== Work to be completed ==
Which lines in the data below contain the word "minute"? Pull each of them out.

[Stored data]

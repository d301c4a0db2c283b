//! Log anomaly detection.
//!
//! Each log is reduced to `[severity, pipeline bucket, hour of day]`, standardised,
//! and scored by an isolation forest trained on the most recent logs in the store.

pub mod features;
pub mod forest;

use std::sync::RwLock;

use anyhow::Result;

use crate::config::AnomalyConfig;
use crate::db::Database;
use crate::models::{LogEntry, LogQuery};
use features::StandardScaler;
use forest::{ForestParams, IsolationForest};

#[derive(Debug, Clone)]
struct TrainedModel {
    scaler: StandardScaler,
    forest: IsolationForest,
    trained_on: usize,
}

pub struct AnomalyDetector {
    db: Database,
    params: ForestParams,
    training_window: u32,
    detection_window: u32,
    model: RwLock<Option<TrainedModel>>,
}

impl AnomalyDetector {
    pub fn new(db: Database, config: &AnomalyConfig) -> Self {
        Self {
            db,
            params: ForestParams {
                trees: config.trees,
                sample_size: config.sample_size,
                contamination: config.contamination,
                seed: config.seed,
            },
            training_window: config.training_window,
            detection_window: config.detection_window,
            model: RwLock::new(None),
        }
    }

    pub fn is_trained(&self) -> bool {
        self.model.read().expect("model lock poisoned").is_some()
    }

    /// Number of logs the current model was trained on.
    pub fn trained_on(&self) -> Option<usize> {
        self.model
            .read()
            .expect("model lock poisoned")
            .as_ref()
            .map(|m| m.trained_on)
    }

    /// Train on the most recent logs. Returns `false` when there is nothing to
    /// train on; the previous model, if any, stays in place.
    pub fn train_model(&self) -> Result<bool> {
        let logs = self.db.fetch_logs(&LogQuery::recent(self.training_window))?;
        if logs.is_empty() {
            tracing::warn!("No logs found for training, insert some logs first");
            return Ok(false);
        }

        let rows = features::extract_all(&logs);
        let scaler = StandardScaler::fit(&rows);
        let scaled = scaler.transform_all(&rows);

        let Some(forest) = IsolationForest::fit(&scaled, &self.params) else {
            return Ok(false);
        };

        *self.model.write().expect("model lock poisoned") = Some(TrainedModel {
            scaler,
            forest,
            trained_on: logs.len(),
        });

        tracing::info!(logs = logs.len(), "Anomaly detection model trained");
        Ok(true)
    }

    /// Return the anomalous entries of `logs`, in input order.
    ///
    /// With `None`, the most recent logs in the store are examined. An untrained
    /// detector trains first and finds nothing if training is impossible.
    pub fn detect_anomalies(&self, logs: Option<Vec<LogEntry>>) -> Result<Vec<LogEntry>> {
        if !self.is_trained() && !self.train_model()? {
            return Ok(Vec::new());
        }

        let logs = match logs {
            Some(logs) => logs,
            None => self
                .db
                .fetch_logs(&LogQuery::recent(self.detection_window))?,
        };
        if logs.is_empty() {
            return Ok(Vec::new());
        }

        let guard = self.model.read().expect("model lock poisoned");
        let Some(model) = guard.as_ref() else {
            return Ok(Vec::new());
        };

        let anomalies = logs
            .into_iter()
            .filter(|log| {
                let scaled = model.scaler.transform(&features::extract(log));
                model.forest.is_anomaly(&scaled)
            })
            .collect();

        Ok(anomalies)
    }
}

#[cfg(test)]
mod tests {
    use super::*;
    use crate::models::{CreateLogInput, LogLevel};
    use chrono::{TimeZone, Utc};

    fn setup() -> (Database, AnomalyDetector) {
        let db = Database::open_memory().unwrap();
        db.migrate().unwrap();
        let detector = AnomalyDetector::new(db.clone(), &AnomalyConfig::default());
        (db, detector)
    }

    #[test]
    fn training_without_logs_fails() {
        let (_db, detector) = setup();
        assert!(!detector.train_model().unwrap());
        assert!(!detector.is_trained());
    }

    #[test]
    fn detection_without_logs_is_empty() {
        let (_db, detector) = setup();
        assert!(detector.detect_anomalies(None).unwrap().is_empty());
    }

    #[test]
    fn detects_the_odd_one_out() {
        let (db, detector) = setup();
        for minute in 0..60 {
            db.insert_log(CreateLogInput {
                level: LogLevel::Info,
                message: "batch ok".to_string(),
                pipeline: Some("ETL_Job_2".to_string()),
                timestamp: Some(Utc.with_ymd_and_hms(2024, 5, 1, 10, minute, 0).unwrap()),
            })
            .unwrap();
        }
        let odd = db
            .insert_log(CreateLogInput {
                level: LogLevel::Critical,
                message: "disk full".to_string(),
                pipeline: Some("NIGHTLY_EXPORT".to_string()),
                timestamp: Some(Utc.with_ymd_and_hms(2024, 5, 1, 3, 0, 0).unwrap()),
            })
            .unwrap();

        assert!(detector.train_model().unwrap());
        assert_eq!(detector.trained_on(), Some(61));

        let anomalies = detector.detect_anomalies(None).unwrap();
        assert!(anomalies.iter().any(|a| a.id == odd.id));
        assert!(anomalies.iter().all(|a| a.level == LogLevel::Critical));
    }

    #[test]
    fn explicit_empty_input_yields_nothing() {
        let (db, detector) = setup();
        db.insert_sample_logs().unwrap();
        assert!(detector.detect_anomalies(Some(Vec::new())).unwrap().is_empty());
    }
}
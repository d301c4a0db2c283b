//! In-process response cache for chat replies.

use std::collections::HashMap;
use std::sync::{Arc, Mutex};
use std::time::{Duration, Instant};

/// Cache key for a user message: lower-case hex MD5 of its UTF-8 bytes.
pub fn cache_key(message: &str) -> String {
    format!("{:x}", md5::compute(message.as_bytes()))
}

#[derive(Debug)]
struct Entry {
    value: String,
    expires_at: Instant,
}

/// TTL cache shared across request handlers.
#[derive(Clone, Debug)]
pub struct ResponseCache {
    ttl: Duration,
    enabled: bool,
    entries: Arc<Mutex<HashMap<String, Entry>>>,
}

impl ResponseCache {
    pub fn new(ttl: Duration) -> Self {
        Self {
            ttl,
            enabled: true,
            entries: Arc::new(Mutex::new(HashMap::new())),
        }
    }

    /// A cache that never stores anything; every lookup misses.
    pub fn disabled() -> Self {
        Self {
            enabled: false,
            ..Self::new(Duration::ZERO)
        }
    }

    pub fn get(&self, key: &str) -> Option<String> {
        if !self.enabled {
            return None;
        }

        let mut entries = self.entries.lock().expect("cache lock poisoned");
        match entries.get(key) {
            Some(entry) if entry.expires_at > Instant::now() => Some(entry.value.clone()),
            Some(_) => {
                entries.remove(key);
                None
            }
            None => None,
        }
    }

    pub fn insert(&self, key: impl Into<String>, value: impl Into<String>) {
        if !self.enabled {
            return;
        }

        let entry = Entry {
            value: value.into(),
            expires_at: Instant::now() + self.ttl,
        };
        self.entries
            .lock()
            .expect("cache lock poisoned")
            .insert(key.into(), entry);
    }

    /// Drop expired entries.
    pub fn purge_expired(&self) -> usize {
        let now = Instant::now();
        let mut entries = self.entries.lock().expect("cache lock poisoned");
        let before = entries.len();
        entries.retain(|_, entry| entry.expires_at > now);
        before - entries.len()
    }

    pub fn len(&self) -> usize {
        self.entries.lock().expect("cache lock poisoned").len()
    }

    pub fn is_empty(&self) -> bool {
        self.len() == 0
    }
}

#[cfg(test)]
mod tests {
    use super::*;

    #[test]
    fn cache_key_is_md5_hex() {
        assert_eq!(cache_key(""), "d41d8cd98f00b204e9800998ecf8427e");
        assert_eq!(cache_key("hello"), "5d41402abc4b2a76b9719d911017c592");
    }

    #[test]
    fn returns_stored_value_before_expiry() {
        let cache = ResponseCache::new(Duration::from_secs(60));
        cache.insert("k", "v");
        assert_eq!(cache.get("k"), Some("v".to_string()));
        assert_eq!(cache.get("missing"), None);
    }

    #[test]
    fn expired_entries_miss_and_are_evicted() {
        let cache = ResponseCache::new(Duration::ZERO);
        cache.insert("k", "v");
        assert_eq!(cache.get("k"), None);
        assert!(cache.is_empty());
    }

    #[test]
    fn purge_removes_only_expired_entries() {
        let cache = ResponseCache::new(Duration::ZERO);
        cache.insert("old", "v");
        assert_eq!(cache.purge_expired(), 1);
        assert!(cache.is_empty());
    }

    #[test]
    fn disabled_cache_never_stores() {
        let cache = ResponseCache::disabled();
        cache.insert("k", "v");
        assert_eq!(cache.get("k"), None);
        assert_eq!(cache.len(), 0);
    }
}
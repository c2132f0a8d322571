//! Shared security primitives for the bank
//!
//! Provides the reentrancy guard wrapped around every state-mutating entry
//! point and the owner-based access checks for privileged reads.

use bank_types::ids::Address;

use crate::errors::BankError;

/// Reentrancy guard preventing nested calls into protected functions.
///
/// An entry point acquires the guard before executing state-changing
/// logic and releases it on every exit path. Any nested acquire fails.
#[derive(Debug, Clone, Default)]
pub struct ReentrancyGuard {
    locked: bool,
}

impl ReentrancyGuard {
    /// Create a new unlocked guard.
    pub fn new() -> Self {
        Self { locked: false }
    }

    /// Acquire the guard, failing with `ReentrancyBlocked` if already held.
    pub fn acquire(&mut self) -> Result<(), BankError> {
        if self.locked {
            return Err(BankError::ReentrancyBlocked);
        }
        self.locked = true;
        Ok(())
    }

    /// Release the guard.
    pub fn release(&mut self) {
        self.locked = false;
    }

    /// Check if currently locked.
    pub fn is_locked(&self) -> bool {
        self.locked
    }
}

/// Owner-based access control.
///
/// A single owner may read any account's balance and the operation
/// counters. Any account may read its own balance.
#[derive(Debug, Clone)]
pub struct AccessControl {
    owner: Address,
}

impl AccessControl {
    pub fn new(owner: Address) -> Self {
        Self { owner }
    }

    pub fn is_owner(&self, caller: &Address) -> bool {
        self.owner == *caller
    }

    /// Fail unless `caller` is the owner.
    pub fn require_owner(&self, caller: &Address) -> Result<(), BankError> {
        if !self.is_owner(caller) {
            return Err(BankError::Unauthorized { caller: *caller });
        }
        Ok(())
    }

    /// Fail unless `caller` is `account` itself or the owner.
    pub fn require_self_or_owner(
        &self,
        caller: &Address,
        account: &Address,
    ) -> Result<(), BankError> {
        if caller != account && !self.is_owner(caller) {
            return Err(BankError::Unauthorized { caller: *caller });
        }
        Ok(())
    }

    /// Hand ownership to `new_owner`. Returns the previous owner.
    pub fn transfer_owner(
        &mut self,
        caller: &Address,
        new_owner: Address,
    ) -> Result<Address, BankError> {
        self.require_owner(caller)?;
        if new_owner.is_zero() {
            return Err(BankError::InvalidConfig {
                reason: "new owner must not be the zero address".to_string(),
            });
        }
        let previous = std::mem::replace(&mut self.owner, new_owner);
        Ok(previous)
    }

    pub fn owner(&self) -> Address {
        self.owner
    }
}
//! Bank — guarded entry points over the ledger
//!
//! Every state-changing entry point runs inside the reentrancy guard and
//! follows the same order: validate, mutate the ledger, record the event,
//! then perform the external transfer. A failed transfer restores the
//! ledger checkpoint and drops the event, so the call leaves no trace.
//!
//! Value comparisons use the native unit as the common unit. Native amounts
//! convert at identity; token amounts convert through a rate fetched from
//! the price feed within the same call.

use bank_types::asset::AssetId;
use bank_types::ids::Address;
use bank_types::numeric::Amount;
use tracing::{info, warn};

use crate::config::BankConfig;
use crate::custody::{NativeReceiver, TokenCustody};
use crate::errors::BankError;
use crate::events::{ContractEvent, DepositSuccess, OwnershipTransferred, WithdrawSuccess};
use crate::ledger::{Ledger, LedgerCheckpoint};
use crate::oracle::{OracleAdapter, PriceFeed, Rate};
use crate::security::{AccessControl, ReentrancyGuard};

/// Caller-supplied execution context for one call.
#[derive(Debug, Clone, Copy, PartialEq, Eq)]
pub struct CallContext {
    /// Address making the call
    pub sender: Address,
    /// Native units attached to the call
    pub value: Amount,
    /// Block time, unix seconds
    pub now: i64,
}

impl CallContext {
    pub fn new(sender: Address, now: i64) -> Self {
        Self {
            sender,
            value: 0,
            now,
        }
    }

    /// Attach native value to the call.
    pub fn with_value(mut self, value: Amount) -> Self {
        self.value = value;
        self
    }
}

/// Capped custodial bank holding the native asset and one token.
pub struct Bank {
    address: Address,
    config: BankConfig,
    ledger: Ledger,
    oracle: OracleAdapter,
    token: Box<dyn TokenCustody>,
    reentrancy_guard: ReentrancyGuard,
    access_control: AccessControl,
    /// Emitted events log (append-only)
    events: Vec<ContractEvent>,
}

== Result for this exercise ==
        for minute in 0..60 {
                timestamp: Some(Utc.with_ymd_and_hms(2024, 5, 1, 10, minute, 0).unwrap()),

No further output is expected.